Source records >>
____________________

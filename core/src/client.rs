//! Stateless HTTP request builder and response parser for the upstream
//! employee API.
//!
//! # Design
//! `EmployeeClient` holds only the upstream base URL. Each operation is split
//! into a `build_*` method that produces an `HttpRequest` and a `parse_*`
//! method that consumes an `HttpResponse` and applies the failure
//! classification. Executing the round-trip is someone else's job (see
//! `EmployeeService`).

use serde::de::DeserializeOwned;
use url::Url;

use crate::error::UpstreamError;
use crate::http::{HttpMethod, HttpRequest, HttpResponse};
use crate::types::{ApiResponse, CreateEmployee, DeleteEmployee, Employee};

pub const FETCH_ALL: &str = "fetching all employees";
pub const FETCH_BY_ID: &str = "fetching employee by id";
pub const CREATE: &str = "creating employee";
pub const DELETE: &str = "deleting employee";

const STATUS_NOT_FOUND: u16 = 404;
const STATUS_TOO_MANY_REQUESTS: u16 = 429;

/// Synchronous, stateless client for the upstream employee API.
#[derive(Debug, Clone)]
pub struct EmployeeClient {
    base_url: String,
}

impl EmployeeClient {
    /// `base_url` is the collection endpoint itself, e.g.
    /// `http://localhost:8112/api/v1/employee`.
    pub fn new(base_url: &str) -> Self {
        Self {
            base_url: base_url.trim_end_matches('/').to_string(),
        }
    }

    pub fn build_fetch_all(&self) -> HttpRequest {
        HttpRequest {
            method: HttpMethod::Get,
            url: self.base_url.clone(),
            headers: Vec::new(),
            body: None,
        }
    }

    /// The id is opaque: it is percent-encoded as exactly one path segment,
    /// so `/`, `?`, `%` and spaces cannot reshape the upstream URL.
    pub fn build_fetch_by_id(&self, id: &str) -> Result<HttpRequest, UpstreamError> {
        let unusable = |reason: String| UpstreamError::RequestFailed {
            operation: FETCH_BY_ID,
            status: None,
            message: format!("could not build upstream url: {reason}"),
        };
        let mut url = Url::parse(&self.base_url).map_err(|e| unusable(e.to_string()))?;
        url.path_segments_mut()
            .map_err(|()| unusable(format!("{} cannot carry a path", self.base_url)))?
            .push(id);
        Ok(HttpRequest {
            method: HttpMethod::Get,
            url: url.into(),
            headers: Vec::new(),
            body: None,
        })
    }

    pub fn build_create(&self, input: &CreateEmployee) -> Result<HttpRequest, UpstreamError> {
        let body = serde_json::to_string(input).map_err(|e| UpstreamError::RequestFailed {
            operation: CREATE,
            status: None,
            message: format!("could not encode request: {e}"),
        })?;
        Ok(json_request(HttpMethod::Post, self.base_url.clone(), body))
    }

    /// The upstream deletes by name, not by id: the name travels in the body
    /// of a DELETE against the collection endpoint.
    pub fn build_delete_by_name(&self, name: &str) -> Result<HttpRequest, UpstreamError> {
        let input = DeleteEmployee {
            name: name.to_string(),
        };
        let body = serde_json::to_string(&input).map_err(|e| UpstreamError::RequestFailed {
            operation: DELETE,
            status: None,
            message: format!("could not encode request: {e}"),
        })?;
        Ok(json_request(HttpMethod::Delete, self.base_url.clone(), body))
    }

    /// Records in upstream order. A success without data yields an empty list.
    pub fn parse_fetch_all(&self, response: HttpResponse) -> Result<Vec<Employee>, UpstreamError> {
        check_status(FETCH_ALL, &response)?;
        let envelope: ApiResponse<Vec<Employee>> = decode_envelope(FETCH_ALL, &response)?;
        Ok(envelope.data.unwrap_or_default())
    }

    /// A 404 from the upstream is absence, not a failure.
    pub fn parse_fetch_by_id(&self, response: HttpResponse) -> Result<Option<Employee>, UpstreamError> {
        if response.status == STATUS_NOT_FOUND {
            tracing::debug!(operation = FETCH_BY_ID, "upstream reported no such employee");
            return Ok(None);
        }
        check_status(FETCH_BY_ID, &response)?;
        let envelope: ApiResponse<Employee> = decode_envelope(FETCH_BY_ID, &response)?;
        Ok(envelope.data)
    }

    /// `Ok(None)` when the upstream accepted the request but returned no record.
    pub fn parse_create(&self, response: HttpResponse) -> Result<Option<Employee>, UpstreamError> {
        check_status(CREATE, &response)?;
        let envelope: ApiResponse<Employee> = decode_envelope(CREATE, &response)?;
        Ok(envelope.data)
    }

    /// True only when the upstream explicitly reports `data: true`.
    pub fn parse_delete_by_name(&self, response: HttpResponse) -> Result<bool, UpstreamError> {
        check_status(DELETE, &response)?;
        let envelope: ApiResponse<bool> = decode_envelope(DELETE, &response)?;
        Ok(envelope.data == Some(true))
    }
}

fn json_request(method: HttpMethod, url: String, body: String) -> HttpRequest {
    HttpRequest {
        method,
        url,
        headers: vec![("content-type".to_string(), "application/json".to_string())],
        body: Some(body),
    }
}

/// Map non-success status codes to the matching `UpstreamError` variant.
fn check_status(operation: &'static str, response: &HttpResponse) -> Result<(), UpstreamError> {
    if response.is_success() {
        return Ok(());
    }
    if response.status == STATUS_TOO_MANY_REQUESTS {
        tracing::warn!(operation, "rate limit exceeded");
        return Err(UpstreamError::RateLimited { operation });
    }
    let message = error_message(&response.body);
    tracing::error!(operation, status = response.status, %message, "upstream request failed");
    Err(UpstreamError::RequestFailed {
        operation,
        status: Some(response.status),
        message,
    })
}

/// Prefer the envelope's `error` string; fall back to the raw body.
fn error_message(body: &str) -> String {
    serde_json::from_str::<ApiResponse<serde_json::Value>>(body)
        .ok()
        .and_then(|envelope| envelope.error)
        .unwrap_or_else(|| body.to_string())
}

fn decode_envelope<T: DeserializeOwned>(
    operation: &'static str,
    response: &HttpResponse,
) -> Result<ApiResponse<T>, UpstreamError> {
    if response.body.trim().is_empty() {
        return Ok(ApiResponse::empty());
    }
    serde_json::from_str(&response.body).map_err(|e| {
        tracing::error!(operation, error = %e, "undecodable upstream response");
        UpstreamError::RequestFailed {
            operation,
            status: Some(response.status),
            message: format!("invalid response body: {e}"),
        }
    })
}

____________________

PROBLEM REQUIREMENTS >> Among the records, how many lines include the string "HttpResponse"? State the number and add nothing.

EXERCISE RESPONSE >> 8